Komutan Agit’i Kürt halkının en yüce öncülük makamına yerleştiren olayın 15 Ağustos atılımı olduğunu söyleyen Botan, Türkiye devrimci hareketinin de “Ağustos”ları olduğunu vurgulayarak, “Bir Ağustos günü TC ordusunun kuvvet komutanı, genelkurmay başkanı yetiştiren İstanbul’daki 1. Ordu Karargâhının Orhan Yılmazkaya komutanlığındaki güçlerce vuruldu” dedi.

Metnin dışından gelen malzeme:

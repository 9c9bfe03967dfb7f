//! Tracing setup.
//!
//! The TUI owns stdout/stderr while it runs, so events are written to a
//! log file through a non-blocking appender. Keep the returned guard alive
//! for the lifetime of the process or buffered events are lost.

use anyhow::{Context, Result};
use tracing_appender::non_blocking::WorkerGuard;
use tracing_subscriber::EnvFilter;

use crate::config::LoggingConfig;

/// Env var holding an EnvFilter directive that overrides `logging.level`.
pub const LOG_ENV: &str = "SAGE_LOG";

/// Installs the global subscriber writing to the configured log file.
///
/// # Errors
/// Returns an error if the log directory cannot be created or the filter
/// directive is invalid.
pub fn init(config: &LoggingConfig) -> Result<WorkerGuard> {
    let path = config.effective_file();
    let dir = path
        .parent()
        .filter(|p| !p.as_os_str().is_empty())
        .map_or_else(|| std::path::PathBuf::from("."), std::path::Path::to_path_buf);
    std::fs::create_dir_all(&dir)
        .with_context(|| format!("Failed to create log directory {}", dir.display()))?;
    let file_name = path
        .file_name()
        .map_or_else(|| "sage.log".into(), std::ffi::OsStr::to_os_string);

    let appender = tracing_appender::rolling::never(&dir, file_name);
    let (writer, guard) = tracing_appender::non_blocking(appender);

    let filter = build_filter(config)?;

    // A second init (tests, repeated CLI setup) keeps the first subscriber
    let _ = tracing_subscriber::fmt()
        .with_env_filter(filter)
        .with_writer(writer)
        .with_ansi(false)
        .with_target(true)
        .try_init();

    Ok(guard)
}

fn build_filter(config: &LoggingConfig) -> Result<EnvFilter> {
    if let Ok(filter) = EnvFilter::try_from_env(LOG_ENV) {
        return Ok(filter);
    }
    EnvFilter::try_new(&config.level)
        .with_context(|| format!("Invalid logging.level directive '{}'", config.level))
}

#[cfg(test)]
mod tests {
    use super::*;

    #[test]
    fn test_invalid_level_is_rejected() {
        let config = LoggingConfig {
            level: "sage_core=loud".to_string(),
            file: None,
        };
        if std::env::var(LOG_ENV).is_err() {
            assert!(build_filter(&config).is_err());
        }
    }

    #[test]
    fn test_valid_level_builds() {
        let config = LoggingConfig {
            level: "sage_core=debug,warn".to_string(),
            file: None,
        };
        assert!(build_filter(&config).is_ok());
    }
}
//! UI effect types.
//!
//! Effects are commands returned by the reducer that the runtime executes.
//! Every network or disk operation is an effect; the reducer never does I/O.
//!
//! Task-backed effects carry the `TaskId` the reducer claimed for them, so
//! a late result can be matched against the currently active task.

use std::path::PathBuf;

use sage_core::attachment::PendingAttachment;
use sage_core::prefs::Theme;
use tokio_util::sync::CancellationToken;

use crate::common::{TaskId, TaskKind};

#[derive(Debug)]
pub enum UiEffect {
    Quit,

    /// `GET /api/sessions`
    ListSessions { task: TaskId },

    /// `GET /api/sessions/{id}`
    LoadSession { task: TaskId, id: i64 },

    /// `DELETE /api/sessions/{id}`
    DeleteSession { task: TaskId, id: i64 },

    /// `POST /api/new-chat`
    StartNewChat { task: TaskId },

    /// `POST /api/chat`
    SendChat { task: TaskId, message: String },

    /// `POST /api/upload`. The attachment has already left the state.
    UploadFile {
        task: TaskId,
        attachment: PendingAttachment,
        message: String,
    },

    /// Stat and sniff a file the user wants to attach.
    InspectFile { task: TaskId, path: PathBuf },

    /// Write the theme preference to the state file.
    PersistTheme { theme: Theme },

    /// Cancel a running task via its token.
    CancelTask {
        kind: TaskKind,
        token: Option<CancellationToken>,
    },
}
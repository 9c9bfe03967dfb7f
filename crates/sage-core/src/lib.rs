//! Core library for the Sage chat client.
//!
//! Configuration, the backend API client, attachment validation, message
//! markup, durable preferences and logging setup. No UI code lives here.

pub mod api;
pub mod attachment;
pub mod config;
pub mod logging;
pub mod markup;
pub mod message;
pub mod prefs;
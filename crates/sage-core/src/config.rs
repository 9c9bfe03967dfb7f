//! Configuration management for Sage.
//!
//! Loads configuration from ${SAGE_HOME}/config.toml with sensible defaults.

use std::fs;
use std::path::{Path, PathBuf};
use std::time::Duration;

use anyhow::{Context, Result};
use serde::{Deserialize, Serialize};

/// Returns the default config template with comments.
///
/// This is embedded from default_config.toml at compile time.
fn default_config_template() -> &'static str {
    include_str!("../default_config.toml")
}

pub mod paths {
    //! Path resolution for Sage configuration and data directories.
    //!
    //! SAGE_HOME resolution order:
    //! 1. SAGE_HOME environment variable (if set)
    //! 2. ~/.config/sage (default)
    //! 3. ./.sage (no home directory available)

    use std::path::PathBuf;

    /// Returns the Sage home directory.
    pub fn sage_home() -> PathBuf {
        if let Ok(home) = std::env::var("SAGE_HOME") {
            return PathBuf::from(home);
        }

        dirs::home_dir().map_or_else(
            || PathBuf::from(".sage"),
            |h| h.join(".config").join("sage"),
        )
    }

    /// Returns the path to the config.toml file.
    pub fn config_path() -> PathBuf {
        sage_home().join("config.toml")
    }

    /// Returns the path to the durable client state (theme preference).
    pub fn state_path() -> PathBuf {
        sage_home().join("state.toml")
    }

    /// Returns the default log directory.
    pub fn logs_dir() -> PathBuf {
        sage_home().join("logs")
    }
}

/// Logging configuration.
#[derive(Debug, Clone, Serialize, Deserialize)]
#[serde(default)]
pub struct LoggingConfig {
    /// Filter directive (EnvFilter syntax). `SAGE_LOG` overrides it.
    pub level: String,
    /// Log file path. Defaults to ${SAGE_HOME}/logs/sage.log.
    pub file: Option<PathBuf>,
}

impl Default for LoggingConfig {
    fn default() -> Self {
        Self {
            level: Config::DEFAULT_LOG_LEVEL.to_string(),
            file: None,
        }
    }
}

impl LoggingConfig {
    /// Returns the log file path, falling back to the default location.
    pub fn effective_file(&self) -> PathBuf {
        self.file
            .clone()
            .unwrap_or_else(|| paths::logs_dir().join("sage.log"))
    }
}

/// Main configuration structure.
#[derive(Debug, Clone, Serialize, Deserialize)]
#[serde(default)]
pub struct Config {
    /// Base URL of the Sage backend.
    pub base_url: String,

    /// Request timeout in seconds (0 disables)
    pub request_timeout_secs: u32,

    /// Render assistant replies as server-formatted markup instead of plain text.
    pub trust_assistant_html: bool,

    /// strftime-style format for message timestamps.
    pub time_format: String,

    /// Optional Cookie header value sent with every request.
    #[serde(skip_serializing_if = "Option::is_none")]
    pub session_cookie: Option<String>,

    /// Canned prompts shown under the welcome banner.
    pub suggestions: Vec<String>,

    /// Logging configuration
    #[serde(default)]
    pub logging: LoggingConfig,
}

impl Config {
    const DEFAULT_BASE_URL: &str = "http://localhost:5000";
    /// Default is disabled
    const DEFAULT_REQUEST_TIMEOUT_SECS: u32 = 0;
    const DEFAULT_TIME_FORMAT: &str = "%H:%M";
    const DEFAULT_LOG_LEVEL: &str = "info";
    const DEFAULT_SUGGESTIONS: [&str; 4] = [
        "I have a headache, what should I do?",
        "Give me tips for better sleep",
        "What is a healthy daily diet?",
        "How can I manage stress?",
    ];

    /// Loads configuration from the default config path.
    ///
    /// # Errors
    /// Returns an error if the file exists but cannot be read or parsed.
    pub fn load() -> Result<Self> {
        Self::load_from(&paths::config_path())
    }

    /// Loads configuration from a specific path.
    /// Returns defaults if file doesn't exist.
    ///
    /// Environment overrides (`SAGE_BASE_URL`, `SAGE_SESSION_COOKIE`) are
    /// applied after the file is read.
    ///
    /// # Errors
    /// Returns an error if the file exists but cannot be read or parsed.
    pub fn load_from(path: &Path) -> Result<Self> {
        let mut config = if path.exists() {
            let contents = fs::read_to_string(path)
                .with_context(|| format!("Failed to read config from {}", path.display()))?;
            toml::from_str(&contents)
                .with_context(|| format!("Failed to parse config from {}", path.display()))?
        } else {
            Config::default()
        };
        config.apply_env_overrides();
        Ok(config)
    }

    fn apply_env_overrides(&mut self) {
        if let Some(url) = env_non_empty("SAGE_BASE_URL") {
            self.base_url = url;
        }
        if let Some(cookie) = env_non_empty("SAGE_SESSION_COOKIE") {
            self.session_cookie = Some(cookie);
        }
    }

    /// Returns the request timeout, or None if disabled (0).
    pub fn request_timeout(&self) -> Option<Duration> {
        if self.request_timeout_secs == 0 {
            None
        } else {
            Some(Duration::from_secs(u64::from(self.request_timeout_secs)))
        }
    }

    /// Returns the base URL without a trailing slash.
    pub fn effective_base_url(&self) -> &str {
        self.base_url.trim_end_matches('/')
    }

    /// Returns the session cookie if configured and non-blank.
    pub fn effective_session_cookie(&self) -> Option<&str> {
        self.session_cookie
            .as_deref()
            .map(str::trim)
            .filter(|cookie| !cookie.is_empty())
    }

    /// Creates a default config file at the given path.
    ///
    /// # Errors
    /// Returns an error if the file already exists or cannot be written.
    pub fn init(path: &Path) -> Result<()> {
        if path.exists() {
            anyhow::bail!("Config file already exists at {}", path.display());
        }

        write_atomic(path, default_config_template())
    }
}

impl Default for Config {
    fn default() -> Self {
        Self {
            base_url: Self::DEFAULT_BASE_URL.to_string(),
            request_timeout_secs: Self::DEFAULT_REQUEST_TIMEOUT_SECS,
            trust_assistant_html: true,
            time_format: Self::DEFAULT_TIME_FORMAT.to_string(),
            session_cookie: None,
            suggestions: Self::DEFAULT_SUGGESTIONS
                .iter()
                .map(ToString::to_string)
                .collect(),
            logging: LoggingConfig::default(),
        }
    }
}

fn env_non_empty(key: &str) -> Option<String> {
    std::env::var(key)
        .ok()
        .map(|value| value.trim().to_string())
        .filter(|value| !value.is_empty())
}

/// Writes content to a file, creating parent directories as needed.
/// Uses atomic write (temp file + rename) to prevent corruption.
pub(crate) fn write_atomic(path: &Path, content: &str) -> Result<()> {
    if let Some(parent) = path.parent() {
        fs::create_dir_all(parent)
            .with_context(|| format!("Failed to create directory {}", parent.display()))?;
    }

    let tmp_path = path.with_extension("toml.tmp");
    fs::write(&tmp_path, content)
        .with_context(|| format!("Failed to write {}", tmp_path.display()))?;
    fs::rename(&tmp_path, path).with_context(|| {
        format!(
            "Failed to rename {} to {}",
            tmp_path.display(),
            path.display()
        )
    })?;

    Ok(())
}
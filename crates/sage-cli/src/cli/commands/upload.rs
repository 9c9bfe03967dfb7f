use std::path::Path;

use anyhow::{Context, Result, anyhow};
use sage_core::api::SageClient;
use sage_core::attachment;
use sage_core::config::Config;
use sage_core::message::Sender;

use super::plain_text;

pub async fn run(client: &SageClient, config: &Config, file: &Path, message: &str) -> Result<()> {
    let pending = attachment::inspect_file(file)
        .await
        .and_then(attachment::validate)
        .map_err(|rejection| anyhow!("{}: {}", rejection.alert_message(), rejection))?;

    let reply = client
        .upload(&pending, message.trim())
        .await
        .with_context(|| format!("upload {}", pending.name))?;
    println!("{}", plain_text(config, Sender::Assistant, &reply.response));
    Ok(())
}
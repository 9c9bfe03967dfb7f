//! Shared types used across features.

mod task;
mod text;

pub use task::{TaskCompleted, TaskId, TaskKind, TaskSeq, TaskStarted, TaskState, Tasks};
pub use text::{sanitize_for_display, truncate_with_ellipsis, wrap_ranges};
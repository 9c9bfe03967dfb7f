//! Raw mode, alternate screen and input capture.
//!
//! `restore_terminal` is idempotent; the runtime calls it on drop and the
//! panic hook calls it before the panic message prints.

use std::io::{self, Stdout};
use std::panic;

use anyhow::{Context, Result};
use crossterm::event::{
    DisableBracketedPaste, DisableMouseCapture, EnableBracketedPaste, EnableMouseCapture,
};
use crossterm::execute;
use crossterm::terminal::{
    EnterAlternateScreen, LeaveAlternateScreen, disable_raw_mode, enable_raw_mode,
};
use ratatui::Terminal;
use ratatui::backend::CrosstermBackend;

pub type ChatTerminal = Terminal<CrosstermBackend<Stdout>>;

/// Enters raw mode and the alternate screen.
///
/// # Errors
/// Returns an error if the terminal refuses either mode.
pub fn setup_terminal() -> Result<ChatTerminal> {
    enable_raw_mode().context("Failed to enable raw mode")?;
    let mut stdout = io::stdout();
    execute!(stdout, EnterAlternateScreen).context("Failed to enter alternate screen")?;
    Terminal::new(CrosstermBackend::new(stdout)).context("Failed to create terminal")
}

/// Bracketed paste (multi-line paste into the composer) and mouse wheel
/// scrolling of the transcript.
///
/// # Errors
/// Returns an error if the escape sequences cannot be written.
pub fn enable_input_features() -> Result<()> {
    execute!(io::stdout(), EnableBracketedPaste, EnableMouseCapture)
        .context("Failed to enable input features")
}

/// # Errors
/// Returns an error if the escape sequences cannot be written.
pub fn disable_input_features() -> Result<()> {
    execute!(io::stdout(), DisableMouseCapture, DisableBracketedPaste)
        .context("Failed to disable input features")
}

/// Returns the terminal to cooked mode on the main screen.
///
/// # Errors
/// Returns an error if leaving the alternate screen or raw mode fails.
pub fn restore_terminal() -> Result<()> {
    // Input features must go before raw mode does
    let _ = disable_input_features();
    execute!(io::stdout(), LeaveAlternateScreen).context("Failed to leave alternate screen")?;
    disable_raw_mode().context("Failed to disable raw mode")
}

/// Chains a terminal restore in front of the current panic hook.
pub fn install_panic_hook() {
    let previous = panic::take_hook();
    panic::set_hook(Box::new(move |info| {
        let _ = restore_terminal();
        previous(info);
    }));
}
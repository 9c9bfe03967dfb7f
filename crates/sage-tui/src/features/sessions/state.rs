use sage_core::api::Session;

/// Sidebar row view model.
#[derive(Debug, Clone, PartialEq, Eq)]
pub struct SessionRow<'a> {
    pub id: i64,
    pub title: &'a str,
    /// The session currently loaded in the transcript.
    pub active: bool,
    /// The row under the sidebar cursor.
    pub selected: bool,
}

/// Session list as last fetched, plus the current-session tracker.
#[derive(Debug, Default)]
pub struct SessionsState {
    current_id: Option<i64>,
    sessions: Vec<Session>,
    selected: usize,
}

impl SessionsState {
    pub fn current_id(&self) -> Option<i64> {
        self.current_id
    }

    pub fn set_current(&mut self, id: Option<i64>) {
        self.current_id = id;
    }

    pub fn sessions(&self) -> &[Session] {
        &self.sessions
    }

    pub fn is_empty(&self) -> bool {
        self.sessions.is_empty()
    }

    /// Replaces the visible list, keeping the cursor on the same session
    /// when it is still listed.
    pub fn render_sessions(&mut self, sessions: Vec<Session>) {
        let selected_id = self.selected_session().map(|s| s.id);
        self.sessions = sessions;
        self.selected = selected_id
            .and_then(|id| self.sessions.iter().position(|s| s.id == id))
            .unwrap_or(0);
    }

    pub fn rows(&self) -> Vec<SessionRow<'_>> {
        self.sessions
            .iter()
            .enumerate()
            .map(|(i, s)| SessionRow {
                id: s.id,
                title: &s.title,
                active: self.current_id == Some(s.id),
                selected: i == self.selected,
            })
            .collect()
    }

    pub fn selected_session(&self) -> Option<&Session> {
        self.sessions.get(self.selected)
    }

    pub fn select_next(&mut self) {
        if self.selected + 1 < self.sessions.len() {
            self.selected += 1;
        }
    }

    pub fn select_prev(&mut self) {
        self.selected = self.selected.saturating_sub(1);
    }
}
//! TUI runtime - owns terminal, runs event loop, executes effects.
//!
//! This is the "Elm runtime" boundary: all side effects happen here.
//! The reducer stays pure and produces effects; this module executes them.
//!
//! ## Inbox Pattern
//!
//! - Handlers return a `UiEvent`; `spawn_task` wraps it in `TaskCompleted`
//!   and sends it to `inbox_tx`
//! - The runtime drains `inbox_rx` each frame to collect results
//!
//! Structure:
//! - `mod.rs`: Core runtime (TuiRuntime, event loop, effect dispatch)
//! - `inbox.rs`: Inbox channel types
//! - `handlers/`: Effect handler implementations (HTTP, file inspection)

mod handlers;
mod inbox;

use std::future::Future;
use std::time::{Duration, Instant};

use anyhow::{Context, Result};
use crossterm::event;
use inbox::{UiEventReceiver, UiEventSender};
use sage_core::api::SageClient;
use sage_core::config::Config;
use sage_core::prefs::{self, Theme};
use tokio_util::sync::CancellationToken;

use crate::common::{TaskCompleted, TaskId, TaskKind, TaskStarted};
use crate::effects::UiEffect;
use crate::events::UiEvent;
use crate::state::AppState;
use crate::terminal::ChatTerminal;
use crate::{render, terminal, update};

/// Tick interval while something is animating or in flight.
pub const FRAME_DURATION: Duration = Duration::from_millis(16);

/// Poll duration when idle.
pub const IDLE_POLL_DURATION: Duration = Duration::from_millis(100);

/// Full-screen TUI runtime.
///
/// Owns the terminal, state and HTTP client. Terminal state is restored on
/// drop and on panic.
pub struct TuiRuntime {
    terminal: ChatTerminal,
    pub state: AppState,
    client: SageClient,
    /// Handlers send events here.
    inbox_tx: UiEventSender,
    /// Drained each frame.
    inbox_rx: UiEventReceiver,
    last_tick: Instant,
    last_terminal_event: Instant,
}

impl TuiRuntime {
    /// Builds the client, enters the alternate screen and creates state.
    ///
    /// # Errors
    /// Returns an error if the API client cannot be built from `config` or
    /// the terminal cannot be set up.
    pub fn new(config: Config, theme: Theme) -> Result<Self> {
        let client = SageClient::from_config(&config).context("Invalid backend configuration")?;

        // Set up panic hook BEFORE entering alternate screen
        terminal::install_panic_hook();
        let terminal = terminal::setup_terminal().context("Failed to setup terminal")?;

        let state = AppState::new(config, theme);
        let (inbox_tx, inbox_rx) = inbox::channel();

        let now = Instant::now();
        Ok(Self {
            terminal,
            state,
            client,
            inbox_tx,
            inbox_rx,
            last_tick: now,
            last_terminal_event: now,
        })
    }

    /// Runs the main event loop.
    ///
    /// # Errors
    /// Returns an error if drawing or reading terminal input fails.
    pub fn run(&mut self) -> Result<()> {
        terminal::enable_input_features()?;

        let effects = update::init(&mut self.state);
        self.execute_effects(effects);

        let result = self.event_loop();

        let _ = terminal::disable_input_features();
        result
    }

    fn event_loop(&mut self) -> Result<()> {
        let mut dirty = true;

        while !self.state.tui.should_quit {
            let mut events = self.collect_events()?;

            // Frame first so layout-dependent state is current
            let size = self.terminal.size()?;
            events.insert(
                0,
                UiEvent::Frame {
                    width: size.width,
                    height: size.height,
                },
            );

            for event in events {
                if matches!(&event, UiEvent::Terminal(_)) {
                    self.last_terminal_event = Instant::now();
                }
                if matches!(&event, UiEvent::Tick) {
                    dirty = true;
                }
                let effects = update::update(&mut self.state, event);
                self.execute_effects(effects);
            }

            if dirty {
                self.terminal.draw(|frame| {
                    render::render(&self.state, frame);
                })?;
                dirty = false;
            }
        }

        Ok(())
    }

    // ========================================================================
    // Event Collection
    // ========================================================================

    fn collect_events(&mut self) -> Result<Vec<UiEvent>> {
        let mut events = Vec::new();

        let recent_terminal_activity = self.last_terminal_event.elapsed() < IDLE_POLL_DURATION;
        let needs_fast_poll = self.state.tui.tasks.is_any_running()
            || self.state.tui.transcript.is_typing()
            || recent_terminal_activity;
        let tick_interval = if needs_fast_poll {
            FRAME_DURATION
        } else {
            IDLE_POLL_DURATION
        };

        while let Ok(ev) = self.inbox_rx.try_recv() {
            events.push(ev);
        }

        let time_until_tick = tick_interval.saturating_sub(self.last_tick.elapsed());
        let poll_duration = if events.is_empty() {
            time_until_tick
        } else {
            Duration::ZERO
        };

        if event::poll(poll_duration)? {
            events.push(UiEvent::Terminal(event::read()?));
            while event::poll(Duration::ZERO)? {
                events.push(UiEvent::Terminal(event::read()?));
            }
        }

        if self.last_tick.elapsed() >= tick_interval {
            events.push(UiEvent::Tick);
            self.last_tick = Instant::now();
        }

        Ok(events)
    }

    // ========================================================================
    // Effect Dispatch
    // ========================================================================

    fn execute_effects(&mut self, effects: Vec<UiEffect>) {
        for effect in effects {
            self.execute_effect(effect);
        }
    }

    /// Spawns an async task with a uniform TaskStarted/TaskCompleted lifecycle.
    fn spawn_task<F, Fut>(&self, kind: TaskKind, id: TaskId, cancelable: bool, f: F)
    where
        F: FnOnce(Option<CancellationToken>) -> Fut + Send + 'static,
        Fut: Future<Output = UiEvent> + Send + 'static,
    {
        let tx = self.inbox_tx.clone();
        let cancel = cancelable.then(CancellationToken::new);
        let started = TaskStarted {
            id,
            cancel: cancel.clone(),
        };
        let _ = tx.send(UiEvent::TaskStarted { kind, started });
        tokio::spawn(async move {
            let inner = f(cancel).await;
            let completed = TaskCompleted {
                id,
                result: Box::new(inner),
            };
            let _ = tx.send(UiEvent::TaskCompleted { kind, completed });
        });
    }

    fn execute_effect(&mut self, effect: UiEffect) {
        match effect {
            UiEffect::Quit => {
                self.state.tui.should_quit = true;
            }
            UiEffect::CancelTask { kind, token } => {
                tracing::debug!(?kind, "cancelling task");
                if let Some(cancel) = token {
                    cancel.cancel();
                }
            }
            UiEffect::PersistTheme { theme } => {
                if let Err(e) = prefs::save_theme(theme) {
                    // The theme is already applied in state
                    tracing::warn!(error = %e, "failed to persist theme");
                }
            }

            UiEffect::ListSessions { task } => {
                let client = self.client.clone();
                self.spawn_task(TaskKind::SessionList, task, false, move |_| {
                    handlers::session_list_load(client)
                });
            }
            UiEffect::LoadSession { task, id } => {
                let client = self.client.clone();
                self.spawn_task(TaskKind::SessionLoad, task, false, move |_| {
                    handlers::session_load(client, id)
                });
            }
            UiEffect::DeleteSession { task, id } => {
                let client = self.client.clone();
                self.spawn_task(TaskKind::SessionDelete, task, false, move |_| {
                    handlers::session_delete(client, id)
                });
            }
            UiEffect::StartNewChat { task } => {
                let client = self.client.clone();
                self.spawn_task(TaskKind::NewChat, task, false, move |_| {
                    handlers::new_chat(client)
                });
            }

            UiEffect::SendChat { task, message } => {
                let client = self.client.clone();
                self.spawn_task(TaskKind::Send, task, true, move |cancel| {
                    handlers::chat_send(client, message, cancel)
                });
            }
            UiEffect::UploadFile {
                task,
                attachment,
                message,
            } => {
                let client = self.client.clone();
                self.spawn_task(TaskKind::Send, task, true, move |cancel| {
                    handlers::file_upload(client, attachment, message, cancel)
                });
            }
            UiEffect::InspectFile { task, path } => {
                self.spawn_task(TaskKind::FileInspect, task, false, move |_| {
                    handlers::file_inspect(path)
                });
            }
        }
    }
}

impl Drop for TuiRuntime {
    fn drop(&mut self) {
        let _ = terminal::restore_terminal();
    }
}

Bütün bu çabalar sonrasında bu öncü eylemcilik tarzının bir halk mevziisine dönüşemediğini dile getiren Botan, Türkiye ve Kürdistan devrimlerinde benzer yönelmelerden farklı sonuçlar alınmasının halk gerçekliğindeki farklılıklardan kaynaklandığına dikkat çekti.
Devrimin kendini üretebilmesi için halklaşması gerektiğini bunun için de devrimci savaşta ısrarlı olunması gerektiğini dile getiren Botan, “Bu derdin tek ilacı devrimci savaşın ortak kurmayını oluşturmaktır” dedi.
Bugün bu imkanı Halkların Birleşik Devrim Hareketi (HBDH) sağlamakta olduğuna dikkat çeken Botan, HBDH’nin Komutan Agit’in savaşçıları, Mahirlerin, Denizlerin, İboların takipçilerinin ısrarlı, kararlı bir devrimci savaşı sömürücü ve sömürgeci TC’ye karşı yürütme imkanı sağladığına vurgu yaptı.
“Bu nedenle bugün HBDH’yı oluşturmak Mahir’leri ve Agit’leri anmanın en anlamlı halidir” diyen Devrimci Karargah savaşçısı Brusk Botan, bu anlamlı hali de süreç içerisinde somut devrimsel kazanımlara dönüştürmenin Türkiyeli ve Kürdistanlı devrimcilerin görevi olduğunun altını çizdi.